▶ RECORDS TO PROCESS:
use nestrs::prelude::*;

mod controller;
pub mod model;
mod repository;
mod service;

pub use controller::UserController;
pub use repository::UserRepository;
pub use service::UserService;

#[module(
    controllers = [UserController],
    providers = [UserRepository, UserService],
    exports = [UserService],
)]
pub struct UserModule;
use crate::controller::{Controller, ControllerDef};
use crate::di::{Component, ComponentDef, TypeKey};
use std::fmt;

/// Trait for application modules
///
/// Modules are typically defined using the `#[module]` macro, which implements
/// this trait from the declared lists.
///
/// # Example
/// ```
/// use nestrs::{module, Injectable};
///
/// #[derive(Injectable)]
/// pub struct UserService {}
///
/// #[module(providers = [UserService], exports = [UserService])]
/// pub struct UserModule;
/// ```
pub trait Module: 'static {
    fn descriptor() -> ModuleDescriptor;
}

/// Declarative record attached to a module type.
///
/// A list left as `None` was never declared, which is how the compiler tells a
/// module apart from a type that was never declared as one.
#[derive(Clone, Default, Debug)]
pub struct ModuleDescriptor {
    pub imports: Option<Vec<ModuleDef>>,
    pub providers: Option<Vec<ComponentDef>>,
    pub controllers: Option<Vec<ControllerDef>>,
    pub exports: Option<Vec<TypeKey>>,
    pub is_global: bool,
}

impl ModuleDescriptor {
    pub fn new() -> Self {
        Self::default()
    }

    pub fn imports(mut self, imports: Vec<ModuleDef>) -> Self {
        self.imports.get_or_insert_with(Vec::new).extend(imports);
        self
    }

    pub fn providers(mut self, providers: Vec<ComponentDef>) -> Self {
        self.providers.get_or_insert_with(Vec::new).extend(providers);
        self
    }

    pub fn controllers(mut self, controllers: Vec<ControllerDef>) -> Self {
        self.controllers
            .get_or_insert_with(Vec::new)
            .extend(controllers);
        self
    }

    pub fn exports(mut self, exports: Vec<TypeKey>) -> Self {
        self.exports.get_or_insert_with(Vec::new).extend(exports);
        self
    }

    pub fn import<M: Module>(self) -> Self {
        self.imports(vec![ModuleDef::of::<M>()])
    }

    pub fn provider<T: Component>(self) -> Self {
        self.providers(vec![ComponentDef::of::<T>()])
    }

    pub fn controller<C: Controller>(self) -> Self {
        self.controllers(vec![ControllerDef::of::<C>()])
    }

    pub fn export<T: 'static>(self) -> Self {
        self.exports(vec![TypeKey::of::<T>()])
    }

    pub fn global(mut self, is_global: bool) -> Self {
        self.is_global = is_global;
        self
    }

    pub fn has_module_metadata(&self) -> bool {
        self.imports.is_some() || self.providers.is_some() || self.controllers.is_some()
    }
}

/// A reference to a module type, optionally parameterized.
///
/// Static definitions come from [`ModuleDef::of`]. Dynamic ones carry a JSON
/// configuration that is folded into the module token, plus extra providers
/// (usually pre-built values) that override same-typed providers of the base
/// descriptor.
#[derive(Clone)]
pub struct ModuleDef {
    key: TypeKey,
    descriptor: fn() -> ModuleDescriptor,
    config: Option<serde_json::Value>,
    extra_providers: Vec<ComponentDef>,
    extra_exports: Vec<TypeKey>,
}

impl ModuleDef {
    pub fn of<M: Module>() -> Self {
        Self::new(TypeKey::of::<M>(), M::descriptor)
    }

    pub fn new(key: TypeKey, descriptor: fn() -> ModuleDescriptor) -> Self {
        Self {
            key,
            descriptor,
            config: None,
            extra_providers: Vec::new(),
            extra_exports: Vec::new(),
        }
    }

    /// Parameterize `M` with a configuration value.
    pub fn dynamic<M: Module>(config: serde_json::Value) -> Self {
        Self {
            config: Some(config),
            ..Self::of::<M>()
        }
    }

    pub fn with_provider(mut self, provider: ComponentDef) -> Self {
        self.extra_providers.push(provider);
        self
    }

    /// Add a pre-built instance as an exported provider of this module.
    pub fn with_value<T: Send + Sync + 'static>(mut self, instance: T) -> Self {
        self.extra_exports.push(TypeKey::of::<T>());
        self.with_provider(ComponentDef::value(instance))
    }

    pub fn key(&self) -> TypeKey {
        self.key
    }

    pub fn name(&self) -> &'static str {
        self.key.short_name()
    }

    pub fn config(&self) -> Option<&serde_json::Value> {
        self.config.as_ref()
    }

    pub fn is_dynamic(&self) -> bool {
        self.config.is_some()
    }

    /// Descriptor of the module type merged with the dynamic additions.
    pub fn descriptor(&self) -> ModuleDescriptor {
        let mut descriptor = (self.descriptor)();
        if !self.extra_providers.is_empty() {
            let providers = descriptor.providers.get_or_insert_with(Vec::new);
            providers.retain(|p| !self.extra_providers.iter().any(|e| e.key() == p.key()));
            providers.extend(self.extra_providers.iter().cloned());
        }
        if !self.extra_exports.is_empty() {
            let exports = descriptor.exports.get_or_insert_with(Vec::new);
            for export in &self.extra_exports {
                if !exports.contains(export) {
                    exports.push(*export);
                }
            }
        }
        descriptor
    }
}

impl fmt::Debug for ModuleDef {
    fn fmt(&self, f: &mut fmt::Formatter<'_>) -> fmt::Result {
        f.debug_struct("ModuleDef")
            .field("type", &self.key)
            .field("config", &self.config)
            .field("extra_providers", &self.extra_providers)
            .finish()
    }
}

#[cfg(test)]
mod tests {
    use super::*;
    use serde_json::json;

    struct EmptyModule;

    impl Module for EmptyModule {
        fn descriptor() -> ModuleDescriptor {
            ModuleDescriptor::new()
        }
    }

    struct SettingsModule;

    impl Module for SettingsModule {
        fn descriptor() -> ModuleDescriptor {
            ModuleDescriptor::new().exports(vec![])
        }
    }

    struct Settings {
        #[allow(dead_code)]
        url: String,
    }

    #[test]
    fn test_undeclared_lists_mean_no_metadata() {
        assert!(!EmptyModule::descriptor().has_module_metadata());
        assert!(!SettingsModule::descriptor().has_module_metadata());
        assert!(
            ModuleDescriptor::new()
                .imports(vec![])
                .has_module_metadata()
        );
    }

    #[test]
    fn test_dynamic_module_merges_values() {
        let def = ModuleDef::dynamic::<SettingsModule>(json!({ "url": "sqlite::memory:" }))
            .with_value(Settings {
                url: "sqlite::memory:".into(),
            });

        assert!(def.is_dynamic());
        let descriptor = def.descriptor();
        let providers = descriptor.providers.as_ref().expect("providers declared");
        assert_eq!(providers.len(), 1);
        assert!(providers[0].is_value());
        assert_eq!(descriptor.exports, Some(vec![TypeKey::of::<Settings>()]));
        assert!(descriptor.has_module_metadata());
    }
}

▶ WORK INSTRUCTION: If a line in the listing contains the string "instance", copy it.

▶ RESPONSE AREA:
    /// Add a pre-built instance as an exported provider of this module.
    pub fn with_value<T: Send + Sync + 'static>(mut self, instance: T) -> Self {
        self.with_provider(ComponentDef::value(instance))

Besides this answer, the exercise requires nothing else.